In this paper, we deal with the mean activity coefficient, of electrolyte solutions. The case mean activity cofficient <= 1 is investigated. As generally recognized, the most accepted models (specific ion interaction/Pitzer theory) have the disadvantage of the dependence on semiempirical parameters. These are not directly accessible from experimental measurements, but can only be estimated by means of best-fitting numerical techniques from experimental data. In the general context of research devoted to the achievement of some reduction of complexity, we propose a model of electrolyte solution that allows us to calculate the mean activity coefficient without using fitting parameters where the (upper) concentration exists at which the electrolyte solution exhibits a mean activity coefficient = 1 (molality scale). In the remaining cases, we show that a unique parameter is required, that is, the concentration that should ideally give a mean activity coefficient =1 for the electrolyte. Compared to other models that do not require adjustable parameters, the present one is generally applicable over a wider range of concentrations; moreover, it does not impose any restriction on the ion-size variations.

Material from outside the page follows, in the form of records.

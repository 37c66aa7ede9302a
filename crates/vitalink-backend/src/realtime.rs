//! Consumed contract of the low-latency realtime store.
//!
//! A path-addressed tree with point writes and three listener kinds:
//! child-added and child-changed on a conversation's message path, and
//! value-changed on a user's presence node. Messages travel here first
//! for instant delivery; the durable store catches up asynchronously.

use async_trait::async_trait;
use rand::Rng;

use vitalink_shared::{ConversationId, Message, MessageId, MessageStatus, Timestamp, UserId};

use crate::error::BackendResult;
use crate::handle::Subscription;

/// One ingress event on a conversation's message path.
#[derive(Debug, Clone)]
pub enum MessageEvent {
    /// child-added: a node appeared under the message path.
    Added(Message),
    /// child-changed: an existing node's fields changed.
    Changed(Message),
}

impl MessageEvent {
    pub fn message(&self) -> &Message {
        match self {
            MessageEvent::Added(m) | MessageEvent::Changed(m) => m,
        }
    }
}

/// Ephemeral typing flag for one participant.
#[derive(Debug, Clone, PartialEq)]
pub struct TypingSignal {
    pub user: UserId,
    pub is_typing: bool,
    /// When the writer last touched the flag. Readers treat old
    /// entries as "not typing" regardless of the boolean, which covers
    /// writers that crashed before clearing it.
    pub at: Timestamp,
}

/// Online/offline state for one user.
#[derive(Debug, Clone, PartialEq)]
pub struct PresenceSignal {
    pub user: UserId,
    pub online: bool,
    pub last_seen: Option<Timestamp>,
}

#[async_trait]
pub trait RealtimeStore: Send + Sync {
    /// Allocate a message id client-side, push-key style: no network
    /// round trip, chronologically sortable, unique within the
    /// conversation for any realistic session.
    fn allocate_message_id(&self, conversation: &ConversationId) -> MessageId;

    /// Write a message node. An existing node with the same id is
    /// overwritten, which subscribers observe as child-changed.
    async fn put_message(
        &self,
        conversation: &ConversationId,
        message: &Message,
    ) -> BackendResult<()>;

    /// Point-update of one message's status field.
    async fn set_message_status(
        &self,
        conversation: &ConversationId,
        id: &MessageId,
        status: MessageStatus,
    ) -> BackendResult<()>;

    /// child-added / child-changed listener on the conversation's
    /// message path. Does not replay existing children; only nodes
    /// written after attachment are delivered.
    async fn watch_messages(
        &self,
        conversation: &ConversationId,
    ) -> BackendResult<Subscription<MessageEvent>>;

    /// Write this user's ephemeral typing flag for the conversation.
    async fn set_typing(
        &self,
        conversation: &ConversationId,
        user: &UserId,
        is_typing: bool,
        at: Timestamp,
    ) -> BackendResult<()>;

    /// Listener over all typing flags in the conversation, including
    /// the caller's own (filtering is the consumer's job).
    async fn watch_typing(
        &self,
        conversation: &ConversationId,
    ) -> BackendResult<Subscription<TypingSignal>>;

    /// Write a user's presence node.
    async fn set_presence(
        &self,
        user: &UserId,
        online: bool,
        at: Timestamp,
    ) -> BackendResult<()>;

    /// value-changed listener on one user's presence node. Emits the
    /// current value on attach when one exists.
    async fn watch_presence(&self, user: &UserId) -> BackendResult<Subscription<PresenceSignal>>;
}

/// Alphabet for push ids: ASCII-ordered so ids sort chronologically as
/// strings.
const PUSH_CHARS: &[u8] = b"-0123456789ABCDEFGHIJKLMNOPQRSTUVWXYZ_abcdefghijklmnopqrstuvwxyz";

/// Generate a 20-character push id: 8 characters of timestamp followed
/// by 12 random characters.
pub fn push_id(now: Timestamp) -> String {
    let mut id = Vec::with_capacity(20);
    let mut ms = now.as_millis().max(0) as u64;
    for _ in 0..8 {
        id.push(PUSH_CHARS[(ms % 64) as usize]);
        ms /= 64;
    }
    id[..8].reverse();

    let mut rng = rand::thread_rng();
    for _ in 0..12 {
        id.push(PUSH_CHARS[rng.gen_range(0..64)]);
    }
    String::from_utf8(id).expect("push alphabet is ASCII")
}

Our model follows a pseudolattice approach, starting from the primitive idea of a disordered lattice of solute ions within a continuous solvent at extremely dilute solutions and coming to a disordered lattice of local arrangements of both solute ions and solvent dipoles at higher concentrations. Compared to other theories based on lattice models, this work stresses the role of statistical deviations from any time-averaged (lattice) configuration. All formulas in this paper are applied for 1:1, 2:2, 1:2, and 2:1 aqueous electrolytes at 25 °C.